Galerie Eva Presenhuber (maag area)
Zurich
Zahnradstrasse 21 - Diagonal Building, Maag Areal
+41 43 4447050 FAX +41 43 4447060
WEB
39greatjones
dal 31/1/2013 al 22/3/2013

Segnalato da

Bjorn Alfers



 
calendario eventi  :: 




31/1/2013

39greatjones

Galerie Eva Presenhuber (maag area), Zurich

The former is perceived in order to contextualize representation; the latter evokes the mystery that resides in the past; that is "image-remembrance" which is not contingent on or internal to the body. Works by: Martin Boyce, John Giorno, Wesley Martin Berg, Matteo Callegari...


comunicato stampa

In “Quickness,” the second chapter of Italo Calvino’s Six Memos for the Next Millennium, the author retells the ancient legend of the Emperor Charlemagne who late in life fell in love with a German girl so passionately that he neglected his regal duties. This, of course, alarmed everyone at his court. Suddenly, the girl died, which was a relief for the courtiers. However, not before long, the old emperor immediately fell in love with her corpse and refused to allow its removal from his bedchamber. Such macabre behavior prompted the Archbishop Turpin to examine the girl’s dead body one night. To Turpin’s astonishment he found a ring with an insert precious stone hidden underneath her tongue. And as soon as the ring was in Turpin’s hand Charlemagne fell madly in love with him and quickly ordered the corpse to be buried. Turpin, needless to say, was shocked by Charlemagne’s display of such an unusual love for him. Driven both by embarrassment and perplexity Turpin threw the ring into Lake Constance whereupon Charlemagne fell deeply in love with the lake and would not leave its shores.

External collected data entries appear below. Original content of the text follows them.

//! Form rendering
//!
//! [`render`] turns a schema and optional prior values into a [`WidgetSet`],
//! one widget per field in schema order. The host UI writes user input
//! back with [`WidgetSet::set_value`] and hands [`WidgetSet::collect`] to the
//! save path. No validation happens here; [`WidgetSet::apply_report`]
//! only mirrors a validation result onto the widgets for highlighting.

use chrono::NaiveDate;
use serde::Serialize;

use crate::schema::field_type::split_multi_choice;
use crate::schema::{FieldList, FieldSpec, FieldType, FormData, RawValue, RawValueMap, WidgetKind};
use crate::validation::{FieldErrorKind, ValidationReport};

/// Facts about the current patient and day that shape prefill.
#[derive(Debug, Clone, PartialEq, Eq)]
pub struct RenderContext {
    pub today: NaiveDate,
    /// Prefills fields named like "age" when they have no prior value.
    pub patient_age: Option<String>,
}

impl RenderContext {
    pub fn new(today: NaiveDate) -> Self {
        RenderContext {
            today,
            patient_age: None,
        }
    }

    pub fn with_patient_age(mut self, age: impl Into<String>) -> Self {
        self.patient_age = Some(age.into());
        self
    }
}

#[derive(Debug, Clone, PartialEq, Eq, Serialize)]
#[serde(rename_all = "camelCase")]
pub struct Widget {
    pub name: String,
    pub label: String,
    #[serde(rename = "type")]
    pub field_type: FieldType,
    pub required: bool,
    pub read_only: bool,
    pub control: WidgetKind,
    pub value: RawValue,
    pub invalid: Option<FieldErrorKind>,
}

impl Widget {
    fn from_spec(spec: &FieldSpec, prefill: String, today: NaiveDate) -> Self {
        let control = spec.field_type.widget(&spec.choice_list(), &prefill, today);
        let value = match &spec.field_type {
            FieldType::SelectMultiple => RawValue::Many(split_multi_choice(&prefill)),
            t if t.is_file_like() => RawValue::File {
                file_name: Some(prefill).filter(|name| !name.is_empty()),
            },
            _ => RawValue::Text(prefill),
        };

        Widget {
            name: spec.name.clone(),
            label: spec.display_label().to_string(),
            field_type: spec.field_type.clone(),
            required: spec.required,
            read_only: !spec.field_type.is_collected(),
            control,
            value,
            invalid: None,
        }
    }
}

#[derive(Debug, Clone, Default, PartialEq, Eq, Serialize)]
pub struct WidgetSet {
    widgets: Vec<Widget>,
}

impl WidgetSet {
    pub fn widgets(&self) -> &[Widget] {
        &self.widgets
    }

    pub fn get(&self, name: &str) -> Option<&Widget> {
        self.widgets.iter().find(|w| w.name == name)
    }

    /// Records user input. Read-only widgets and unknown names are refused.
    pub fn set_value(&mut self, name: &str, value: impl Into<RawValue>) -> bool {
        match self.widgets.iter_mut().find(|w| w.name == name) {
            Some(widget) if !widget.read_only => {
                widget.value = value.into();
                true
            }
            _ => false,
        }
    }

    /// The raw values of every editable widget.
    pub fn collect(&self) -> RawValueMap {
        self.widgets
            .iter()
            .filter(|w| !w.read_only)
            .map(|w| (w.name.clone(), w.value.clone()))
            .collect()
    }

    /// Flags the widgets named in `report` and clears every other flag.
    pub fn apply_report(&mut self, report: &ValidationReport) {
        for widget in &mut self.widgets {
            widget.invalid = report.kind_of(&widget.name);
        }
    }

    pub fn invalid_names(&self) -> Vec<&str> {
        self.widgets
            .iter()
            .filter(|w| w.invalid.is_some())
            .map(|w| w.name.as_str())
            .collect()
    }
}

/// Renders `fields` in order, prefilling each widget from the prior value,
/// else the patient's age for age fields, else the field default.
///
/// An empty prior value counts as no value.
pub fn render(fields: &FieldList, prior: Option<&FormData>, ctx: &RenderContext) -> WidgetSet {
    let widgets = fields
        .iter()
        .map(|spec| {
            let prior_value = prior
                .and_then(|values| values.get(&spec.name))
                .filter(|v| !v.is_empty())
                .cloned();
            let age = ctx.patient_age.clone().filter(|_| is_age_field(&spec.name));
            let prefill = prior_value
                .or(age)
                .unwrap_or_else(|| spec.default.clone());
            Widget::from_spec(spec, prefill, ctx.today)
        })
        .collect();

    WidgetSet { widgets }
}

/// Whether a field name contains the word "age" ("Age", "age_years",
/// "Age at visit"), not merely the letters ("dosage", "page").
fn is_age_field(name: &str) -> bool {
    name.split(|c: char| !c.is_alphanumeric())
        .flat_map(split_camel_case)
        .any(|word| word.eq_ignore_ascii_case("age"))
}

fn split_camel_case(word: &str) -> Vec<&str> {
    let mut parts = Vec::new();
    let mut start = 0;
    for (i, c) in word.char_indices().skip(1) {
        if c.is_uppercase() {
            parts.push(&word[start..i]);
            start = i;
        }
    }
    parts.push(&word[start..]);
    parts
}

#[cfg(test)]
mod tests {
    use super::*;
    use crate::validation::resolve;
    use pretty_assertions::assert_eq;

    fn today() -> NaiveDate {
        NaiveDate::from_ymd_opt(2024, 6, 15).unwrap()
    }

    fn anc_fields() -> FieldList {
        FieldList::from_specs(vec![
            FieldSpec::new("gravida", "integer").with_default("1"),
            FieldSpec::new("ageYears", "integer"),
            FieldSpec::new("risks", "select_multiple").with_choices("Anaemia,Hypertension,None"),
            FieldSpec::new("scan", "image"),
            FieldSpec::new("instructions", "note").with_default("Counsel on nutrition"),
            FieldSpec::new("ga", "calculate").with_calc("gravida * 2"),
        ])
        .unwrap()
    }

    #[test]
    fn prefill_prefers_prior_then_age_then_default() {
        let mut prior = FormData::new();
        prior.insert("risks".to_string(), "Anaemia, None".to_string());
        prior.insert("gravida".to_string(), String::new());
        prior.insert("scan".to_string(), "scan1.png".to_string());

        let ctx = RenderContext::new(today()).with_patient_age("27");
        let set = render(&anc_fields(), Some(&prior), &ctx);

        assert_eq!(set.get("gravida").unwrap().value, RawValue::from("1"));
        assert_eq!(set.get("ageYears").unwrap().value, RawValue::from("27"));
        assert_eq!(
            set.get("risks").unwrap().value,
            RawValue::Many(vec!["Anaemia".to_string(), "None".to_string()])
        );
        assert_eq!(set.get("scan").unwrap().value, RawValue::file("scan1.png"));
    }

    #[test]
    fn widgets_follow_schema_order_and_read_only_rules() {
        let set = render(&anc_fields(), None, &RenderContext::new(today()));
        let names: Vec<_> = set.widgets().iter().map(|w| w.name.as_str()).collect();
        assert_eq!(names, vec!["gravida", "ageYears", "risks", "scan", "instructions", "ga"]);

        assert!(set.get("instructions").unwrap().read_only);
        assert!(set.get("ga").unwrap().read_only);
        assert_eq!(set.get("ga").unwrap().control, WidgetKind::Computed);
    }

    #[test]
    fn collect_skips_read_only_widgets() {
        let mut set = render(&anc_fields(), None, &RenderContext::new(today()));
        assert!(set.set_value("gravida", "3"));
        assert!(!set.set_value("ga", "99"));
        assert!(!set.set_value("nope", "1"));

        let raw = set.collect();
        assert_eq!(raw.get("gravida"), Some(&RawValue::from("3")));
        assert!(!raw.contains_key("ga"));
        assert!(!raw.contains_key("instructions"));

        let data = resolve(&anc_fields(), &raw, today()).unwrap();
        assert_eq!(data.get("ga").map(String::as_str), Some("6"));
    }

    #[test]
    fn report_flags_and_clears_widgets() {
        let fields = FieldList::from_specs(vec![
            FieldSpec::new("a", "text").required(),
            FieldSpec::new("b", "text").required(),
        ])
        .unwrap();
        let mut set = render(&fields, None, &RenderContext::new(today()));

        let report = resolve(&fields, &set.collect(), today()).unwrap_err();
        set.apply_report(&report);
        assert_eq!(set.invalid_names(), vec!["a", "b"]);

        set.set_value("a", "filled");
        let report = resolve(&fields, &set.collect(), today()).unwrap_err();
        set.apply_report(&report);
        assert_eq!(set.invalid_names(), vec!["b"]);
        assert_eq!(
            set.get("b").unwrap().invalid,
            Some(FieldErrorKind::RequiredFieldMissing)
        );
    }

    #[test]
    fn age_detection_matches_words_only() {
        assert!(is_age_field("Age"));
        assert!(is_age_field("age_years"));
        assert!(is_age_field("Age at visit"));
        assert!(is_age_field("patientAge"));
        assert!(!is_age_field("dosage"));
        assert!(!is_age_field("page"));
        assert!(!is_age_field("Stage"));
    }
}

Calvino notes the striking improbability of the extraordinary series of events: The love of an old man for a young girl, a necrophiliac obsession and a homosexual impulse, while in the end everything subsides into melancholy contemplation, with the old king staring in rapture at the lake.I These episodes are yoked by a verbal link, the word ‘love’ or ‘passion,’ which establishes continuity between different forms of attraction,II” and while the ring acts as narrative link, and joins the disparate episodes together. It is the desire emanated by the ring that pulls the Emperor from lustful love to eternal contemplation.

From October 2010 to the present, at the storefront window of 39 Great Jones Street on a quiet corner of the East Village, there has been an ongoing event: every two months a single work by one artist, from various generations and persuasions, has been displayed.

From Martin Boyce’s (b. 1967) thoughtful and simplified sculptural repertoires, distilled from early 20th century modernism to the essential, sound biting text-based poetry of John Giorno (b. 1936); from Wesley Martin Berg’s (b. 1984) darkly romantic vision of images bred from folklore and popular culture to Matteo Callegari’s (b. 1979) graphic style that refutes any identifiable visual sign; from the visceral/generative, off-the-grid geometry of Wyatt Kahn (b. 1983) to the hermaphroditic versatility of Alan Shields (b. 1944); from Bruno Gironcoli’s (b. 1936) awesome excessive synthesis of organic forms and industrial/domestic objects to Ann Craven’s (b. 1967) renewable system of seriality infused with endless exploration of abstract mark-making and representational imagery; from the expressive monopoly of black and white cartoon faces and comic book characters viewed frontally by Joyce Pensato (b. 1941) to Josh Smith’s (b. 1976) anarchistic energy, which clashes noisily between personal gestures and impersonal reproductive images ; from the silky yet concentrated/reductive /process- based/painterly form of Andrew Brischler (b. 1987) to the pure economy of Giorgio Griffa’s (b. 1936) never-ending brush marks on unbounded fields of raw canvases; from Tamuna Sirbiladze’s (b. 1971) uncensored expressionism to Davis Rhodes’s (b. 1983) erotic/Burgess-esque minimalism; from the monumental intimacy of Ron Gorchov’s (b. 1930) concave/convex saddle paintings to the conceptual/contextual sculptural impulse toward timeless hybridism of Ann Chu; or from George Ortman’s (b. 1926) blunt and inventive harmony of vernacular autosymbolic imagery and minimal structure to Kes Zapkus’s (b. 1938) codified yet non-hierarchical explosion of infinite push and pull of inner and outer images stemming from his maximalist vision. What among these provides the point of contact and space of solace—that is, the opportunity for one thing to relate to another—is the storefront window. Here, singular contemplation is truncated, a casualty of a perpetually shifting space.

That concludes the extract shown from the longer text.